First a few questions:
1. Cardinality: Were both tables internally unique? Excel bogs down on cartesian products in my experience -- you need one to many or one to one matches. Am assuming you ran a pivot table on both counting the unique instances of each email address, comparing the row count in the table with the grand total (both should be the same).
2. Sorting: Were both tables sorted by email address before attempting the match?
3. Were you using the exact (match only if true) to set a match flag?
Am assuming that this answer is going to be yes across the board, since you're probably a really good excel jockey. I do this processing all the time with 150,000 records looking up against 60 or 70,000 records and while it usually takes 1-2 minutes, 10 sounds like an awful lot -- but I do have a fairly new laptop.
Vlookup formula I use:
=if(isna(vlookup(a2,sheet2($A::$A),0,1)),0,1) sets a flag of 0 if there's no match & assumes that all other situations are a match.
I apologize for not answering your other questions...in my experience with the range of tools listed above, below 10 seconds is normal -- provided that you stack the deck in the favor of all the tools.
1. Ordered data match/merges faster than non-ordered data in almost any situation.
2. Cartesian products blow up match/merges - make sure you dedupe both lists first. Even with sql logic in the database engines or SAS or SPSS, if you do a group by ascending, you should still be able to complete the processing and do the match merge in less than 10 seconds of clock time.
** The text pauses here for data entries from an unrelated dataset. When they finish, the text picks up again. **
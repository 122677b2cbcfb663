use crate::algo::fibonacci_matrix;
use crate::config::limits;

// ============================================================================
// Fibonacci Sequence Iterator
// ============================================================================

/// Iterator over the Fibonacci sequence in `u64`.
///
/// Yields F(0), F(1), ... and ends after F(93), the last value that fits.
///
/// # Performance
/// - **Initialization**: $O(1)$ from the start, $O(\log k)$ via
///   [`FibIter::starting_at`].
/// - **Iteration**: one checked addition per `.next()`.
///
/// # Example
/// ```
/// use fiblab_core::FibIter;
///
/// let first: Vec<u64> = FibIter::new().take(8).collect();
/// assert_eq!(first, [0, 1, 1, 2, 3, 5, 8, 13]);
/// assert_eq!(FibIter::new().count(), 94);
/// ```
#[derive(Debug, Clone)]
pub struct FibIter {
    current: Option<u64>,
    next: Option<u64>,
}

impl FibIter {
    /// Creates an iterator starting at F(0).
    pub fn new() -> Self {
        Self {
            current: Some(0),
            next: Some(1),
        }
    }

    /// Creates an iterator starting at F(`start`).
    ///
    /// The starting pair is computed with matrix exponentiation. Empty when
    /// `start` is past the representable range.
    pub fn starting_at(start: u64) -> Self {
        let at = |k: u64| i64::try_from(k).ok().and_then(|k| fibonacci_matrix(k).ok());
        Self {
            current: at(start),
            next: start.checked_add(1).and_then(at),
        }
    }
}

impl Default for FibIter {
    fn default() -> Self {
        Self::new()
    }
}

impl Iterator for FibIter {
    type Item = u64;

    fn next(&mut self) -> Option<u64> {
        let value = self.current?;
        self.current = self.next;
        self.next = self.current.and_then(|c| c.checked_add(value));
        Some(value)
    }

    fn size_hint(&self) -> (usize, Option<usize>) {
        match (self.current, self.next) {
            (None, _) => (0, Some(0)),
            (Some(_), None) => (1, Some(1)),
            (Some(_), Some(_)) => (2, Some(limits::MAX_U64_INDEX as usize + 1)),
        }
    }
}

impl std::iter::FusedIterator for FibIter {}

// ============================================================================
// Fibonacci Range Iterator
// ============================================================================

/// Iterator over F(start)..F(end), end exclusive.
///
/// Empty when `start >= end`; stops early at F(93).
///
/// # Example
/// ```
/// use fiblab_core::FibRange;
///
/// let fibs: Vec<u64> = FibRange::new(10, 13).collect();
/// assert_eq!(fibs, [55, 89, 144]);
/// ```
#[derive(Debug, Clone)]
pub struct FibRange {
    inner: FibIter,
    remaining: u64,
}

impl FibRange {
    /// Creates an iterator for the range $[F(\text{start}), F(\text{end}))$.
    pub fn new(start: u64, end: u64) -> Self {
        if start >= end {
            return Self {
                inner: FibIter {
                    current: None,
                    next: None,
                },
                remaining: 0,
            };
        }
        Self {
            inner: FibIter::starting_at(start),
            remaining: end - start,
        }
    }
}

impl Iterator for FibRange {
    type Item = u64;

    fn next(&mut self) -> Option<u64> {
        if self.remaining == 0 {
            return None;
        }
        self.remaining -= 1;
        let value = self.inner.next();
        if value.is_none() {
            self.remaining = 0;
        }
        value
    }
}

impl std::iter::FusedIterator for FibRange {}
//! # Odometry module
//!
//! Dead reckoning pose estimation from wheel encoder counts. Once initialised the engine's
//! update task runs on the injected scheduler, turning per-period encoder travel into a new
//! pose in the shared [`PoseStore`](crate::loc::PoseStore) every update.

// ---------------------------------------------------------------------------
// MODULES
// ---------------------------------------------------------------------------

mod integrator;
mod params;
mod state;

// ---------------------------------------------------------------------------
// IMPORTS
// ---------------------------------------------------------------------------

// Internal
pub use integrator::*;
pub use params::*;
pub use state::*;

// ---------------------------------------------------------------------------
// ENUMERATIONS
// ---------------------------------------------------------------------------

/// Possible errors that can occur during Odom operation.
#[derive(Debug, thiserror::Error)]
pub enum OdomError {
    #[error("Expected a strictly positive value for `{param}`, found {value}")]
    NonPositiveParam {
        param: &'static str,
        value: f64
    },
}
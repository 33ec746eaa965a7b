//! # Odometry library.
//!
//! This library allows other crates in the workspace to access items defined inside the odometry
//! crate.

// ------------------------------------------------------------------------------------------------
// MODULES
// ------------------------------------------------------------------------------------------------

/// Localisation module - holds the current pose estimate and shares it between threads
pub mod loc;

/// Odometry module - integrates wheel encoder travel into the pose estimate
pub mod odom;

/// Simulated encoders - provides encoder counts for development without hardware
pub mod sim_enc;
Am assuming that you're not counting the time it will take to load the data into all the different db engines :-)
consider the IFNA function as well
Congratulations on 80k addresses!
I'm not an Excel banger so I've got to assume that traditional research constraints apply:
Did you convert the email addresses to text strings first?
How does MATCH, used for text, compare to VLOOKUP, used for values?
Can you sort the columns first so you start with clusters?
These are email addresses, so character strings of variable length rather than a set of numbers internally converted to 4 bytes (IEEE 754) get compared byte by byte. What happens when you pad the strings to a uniform length?
You are looking for dups so a full table scan of table B for each record in table A forces something like 6.4x10^9 match tests. Pretty busy.
Hi Todd - I suspect Excel does a full join. The hash tables in Python solves the problem in O(n log n), rather than O(n^2).
Good question. I've run into Excel limitations because my data > 1M rows.
I'm turning to Python for exactly this reason. I tried R, but my laptop ran out of memory!
I'm using Python(x,y) and Numpy to do the equivalent of Excel pivot tables. Pretty long setup time (b/c I had to teach myself Python), but it's something I'm going to do daily basically forever, so a Python script seems to be the way to go.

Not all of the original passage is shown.